02 Şubat 2020 03:40
"Gurbet bize biz gurbete alıştık..."
Tek tük yağmur damlalarının atıştırdığı kasvetli bir günün
öğleden sonrası vardık Köln’e. İnsanların, hayvanların, sokakların ve gri
bulutların dahi alışkın bir düzen içerisinde hareket ettiği tipik bir Alman
kenti idi Köln.
Bizi kente getiren arkadaşımız yıllardır Almanya’daydı.
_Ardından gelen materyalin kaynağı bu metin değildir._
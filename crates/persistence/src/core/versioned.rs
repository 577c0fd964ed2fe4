//! Versioned storage trait.
//!
//! This module extends [`ResourceStorage`] with version-aware operations:
//! version reads (vread) and optimistic locking driven by `If-Match` ETags.

use async_trait::async_trait;
use serde_json::Value;

use crate::context::RequestContext;
use crate::error::{ConcurrencyError, StorageError, StorageResult};
use crate::types::StoredResource;

use super::storage::ResourceStorage;

/// Storage trait with version-aware operations.
///
/// # Optimistic Locking
///
/// `update_with_match` implements HTTP If-Match semantics. The compare against
/// the stored version happens inside the write transaction; a mismatch aborts
/// with `VersionConflict` and holds no lock across requests.
#[async_trait]
pub trait VersionedStorage: ResourceStorage {
    /// Reads a specific version of a resource (vread).
    ///
    /// Deletion markers are returned with [`StoredResource::is_deleted`] set.
    ///
    /// # Errors
    ///
    /// * `StorageError::Resource(VersionNotFound)` - If the version does not exist
    async fn vread(
        &self,
        ctx: &RequestContext,
        resource_type: &str,
        id: &str,
        version_id: u64,
    ) -> StorageResult<StoredResource>;

    /// Updates a resource only if `etag` names its current version.
    ///
    /// Accepts `W/"3"`, `"3"` or `3`.
    async fn update_with_match(
        &self,
        ctx: &RequestContext,
        resource_type: &str,
        id: &str,
        etag: &str,
        resource: Value,
    ) -> StorageResult<StoredResource> {
        let expected = parse_etag_version(resource_type, id, etag)?;
        self.update(ctx, resource_type, id, resource, Some(expected))
            .await
    }

    /// Returns the current version of a live resource without its content.
    async fn current_version(
        &self,
        ctx: &RequestContext,
        resource_type: &str,
        id: &str,
    ) -> StorageResult<Option<u64>> {
        Ok(self
            .read(ctx, resource_type, id)
            .await?
            .map(|r| r.version_id()))
    }
}

/// Information about a version conflict.
#[derive(Debug, Clone)]
pub struct VersionConflictInfo {
    /// The resource type.
    pub resource_type: String,
    /// The resource ID.
    pub id: String,
    /// The version that was expected.
    pub expected_version: u64,
    /// The actual current version.
    pub actual_version: u64,
}

impl VersionConflictInfo {
    /// Creates a new version conflict info.
    pub fn new(
        resource_type: impl Into<String>,
        id: impl Into<String>,
        expected_version: u64,
        actual_version: u64,
    ) -> Self {
        Self {
            resource_type: resource_type.into(),
            id: id.into(),
            expected_version,
            actual_version,
        }
    }

    /// Converts this info into a storage error.
    pub fn into_error(self) -> StorageError {
        StorageError::Concurrency(ConcurrencyError::VersionConflict {
            resource_type: self.resource_type,
            id: self.id,
            expected_version: self.expected_version,
            actual_version: self.actual_version,
        })
    }
}

/// Returns `Ok(())` if versions match, or a `VersionConflict` if they don't.
pub fn check_version_match(
    resource_type: &str,
    id: &str,
    expected: u64,
    actual: u64,
) -> StorageResult<()> {
    if expected == actual {
        Ok(())
    } else {
        Err(VersionConflictInfo::new(resource_type, id, expected, actual).into_error())
    }
}

/// Strips the weak marker and quotes from an ETag.
///
/// ETags may be formatted as `W/"1"`, `"1"`, or just `1`.
pub fn normalize_etag(etag: &str) -> &str {
    etag.trim()
        .trim_start_matches("W/")
        .trim_start_matches('"')
        .trim_end_matches('"')
}

/// Parses an ETag into a version number.
pub fn parse_etag_version(resource_type: &str, id: &str, etag: &str) -> StorageResult<u64> {
    normalize_etag(etag).parse::<u64>().map_err(|_| {
        ConcurrencyError::InvalidPrecondition {
            resource_type: resource_type.to_string(),
            id: id.to_string(),
            etag: etag.to_string(),
        }
        .into()
    })
}

#[cfg(test)]
mod tests {
    use super::*;

    #[test]
    fn test_version_conflict_info() {
        let info = VersionConflictInfo::new("Patient", "123", 1, 2);
        let err = info.into_error();
        assert!(matches!(
            err,
            StorageError::Concurrency(ConcurrencyError::VersionConflict {
                expected_version: 1,
                actual_version: 2,
                ..
            })
        ));
    }

    #[test]
    fn test_check_version_match() {
        assert!(check_version_match("Patient", "123", 1, 1).is_ok());
        assert!(check_version_match("Patient", "123", 1, 2).is_err());
    }

    #[test]
    fn test_normalize_etag() {
        assert_eq!(normalize_etag("W/\"1\""), "1");
        assert_eq!(normalize_etag("\"1\""), "1");
        assert_eq!(normalize_etag("1"), "1");
        assert_eq!(normalize_etag(" W/\"42\" "), "42");
    }

    #[test]
    fn test_parse_etag_version() {
        assert_eq!(parse_etag_version("Patient", "1", "W/\"7\"").unwrap(), 7);

        let err = parse_etag_version("Patient", "1", "W/\"abc\"").unwrap_err();
        assert!(matches!(
            err,
            StorageError::Concurrency(ConcurrencyError::InvalidPrecondition { .. })
        ));
    }
}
Dortmund’da oturuyordu ve onlarca kez gördüğü Köln onun için misafirlerini
gezdirmeye getirdiği bir kentti artık sadece. Türkiye’den misafirler
geldiğinde, onları yüz kilometre uzaklıktan Köln’e getiriyor, nehrin yanındaki
özel hastanenin otoparkına aracını park edip, Ren Nehri’nin kıyısına iniyor,
“Buyurun, Köln’ü gezmeye buradan başlayabiliriz” diyordu.
AŞIKLAR KÖPRÜSÜ
Bize de aynısını yaptı. Nehir boyunca sıralanan Alman
evlerinin güzelliğini fotoğraflamaya çalışırken sabırla bekledi bizi. Sonra,
her iki ucunda ata binmiş yeşile boyalı imparator heykellerinin bulunduğu
Hohenzollern Köprüsü’ne doğru yürüdük. Üzerinden neredeyse dakikada bir tren
geçen köprünün girişindeki demir korkuluklara on binlerce rengarenk kilit
asılmıştı. Anadolu’da çaput, bez bağlanan adak ağaçlarının yerini burada köprü
korkulukları almıştı! İrili ufaklı kilitlerin üzerinde sevgililerin adları
yazıyordu. Sevgililer bu asma kilitlerin anahtarlarını Ren Nehri’ne
atıyorlardı. Böylece anahtar nehirden çıkarılıp kilit açılmadığı sürece
aşklarının ölümsüz olacağına inanıyorlardı.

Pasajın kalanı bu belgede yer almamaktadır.